APPROVAL OF THE APPELLATE DIVISION

SUPERIOR COURT OF NEW JERSEY

APPELLATE DIVISION

DOCKET NO. A-1859-08T21859-08T2

MARILEA A. DIFULVIO,

Appellant,

v.

BOARD OF REVIEW and

KATARZYNA FRANKFORT,

Respondents.

__________________________________

 

Submitted September 22, 2009 - Decided

Before Judges Grall and Messano.

On appeal from the Board of Review,

Department of Labor, Docket No. 198,103.

Marilea A. DiFulvio, appellant pro se.

Anne Milgram, Attorney General, attorney

for respondent Board of Review (Lewis A.

Scheindlin, Assistant Attorney General, of

counsel; Brady Montalbano Connaughton,

Deputy Attorney General, on the brief).

Respondent Katarzyna Frankfort has not

filed a brief.

PER CURIAM

Marilea A. DiFulvio, formerly an employee of Katarzyna Frankfort, appeals from an order of the Board of Review of the Department of Labor. The Board concluded that DiFulvio left work voluntarily without good cause attributable to the work, N.J.S.A. 43:21-5(a), and affirmed the Appeal Tribunal's denial of her claim for benefits under the unemployment compensation law, N.J.S.A. 43:21-1 to -71.

On DiFulvio's initial challenge to the denial of her application for unemployment benefits, DiFulvio and Frankfort gave testimony, in person, before an Appeals Examiner.

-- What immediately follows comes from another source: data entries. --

//! Exclusion list of Repology project names and Wikidata item ids.

use std::collections::HashSet;
use std::fs;
use std::path::Path;

use crate::error::{AppError, Result};

/// Identifiers excluded from reconciliation.
#[derive(Debug, Clone, Default)]
pub struct Blacklist {
    entries: HashSet<String>,
}

impl Blacklist {
    /// Parse newline-delimited identifiers; `#` starts a comment.
    pub fn parse(content: &str) -> Self {
        let entries = content
            .lines()
            .map(|line| line.split('#').next().unwrap_or("").trim())
            .filter(|line| !line.is_empty())
            .map(String::from)
            .collect();
        Self { entries }
    }

    /// Load a blacklist file.
    pub fn load(path: impl AsRef<Path>) -> Result<Self> {
        let path = path.as_ref();
        let content = fs::read_to_string(path).map_err(|e| {
            AppError::config(format!("Cannot read blacklist {}: {e}", path.display()))
        })?;
        Ok(Self::parse(&content))
    }

    /// Add identifiers given directly (e.g. on the command line).
    pub fn extend<I, S>(&mut self, ids: I)
    where
        I: IntoIterator<Item = S>,
        S: Into<String>,
    {
        self.entries.extend(ids.into_iter().map(Into::into));
    }

    /// Merge another blacklist into this one.
    pub fn merge(&mut self, other: Blacklist) {
        self.entries.extend(other.entries);
    }

    pub fn contains(&self, id: &str) -> bool {
        self.entries.contains(id)
    }

    pub fn len(&self) -> usize {
        self.entries.len()
    }

    pub fn is_empty(&self) -> bool {
        self.entries.is_empty()
    }
}

#[cfg(test)]
mod tests {
    use std::io::Write;

    use super::*;

    #[test]
    fn test_parse_strips_comments_and_blanks() {
        let text = "foo\n\n  bar  # linked to wrong item\n# only comment\nQ42#\n";
        let blacklist = Blacklist::parse(text);
        assert_eq!(blacklist.len(), 3);
        assert!(blacklist.contains("foo"));
        assert!(blacklist.contains("bar"));
        assert!(blacklist.contains("Q42"));
        assert!(!blacklist.contains("# only comment"));
    }

    #[test]
    fn test_load_from_file() {
        let mut file = tempfile::NamedTempFile::new().unwrap();
        writeln!(file, "python:foo # duplicate").unwrap();
        writeln!(file, "Q1").unwrap();

        let blacklist = Blacklist::load(file.path()).unwrap();
        assert!(blacklist.contains("python:foo"));
        assert!(blacklist.contains("Q1"));
    }

    #[test]
    fn test_load_missing_file_is_config_error() {
        let err = Blacklist::load("/nonexistent/blacklist.txt").unwrap_err();
        assert!(matches!(err, AppError::Config(_)));
    }

    #[test]
    fn test_extend_and_merge() {
        let mut blacklist = Blacklist::parse("a");
        blacklist.extend(["b"]);
        blacklist.merge(Blacklist::parse("c\n"));
        assert_eq!(blacklist.len(), 3);
        assert!(!Blacklist::default().contains("a"));
        assert!(Blacklist::default().is_empty());
    }
}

Their accounts of the pertinent facts were consistent.

Frankfort owns the Jack and Jill Salon and employed DiFulvio as a hairdresser from February 12, 2008 through July 3, 2008. Frankfort's clients are primarily children. Although Frankfort realized that DiFulvio was exhausted and nervous and knew she was taking medication because she was anxious, Frankfort believed that DiFulvio's anxiety stemmed from her situation in life and concern about her ability to perform because she was having difficulty finding a trusted caregiver for her three young children. When DiFulvio resigned, the reason she gave Frankfort was her need to care for her children herself.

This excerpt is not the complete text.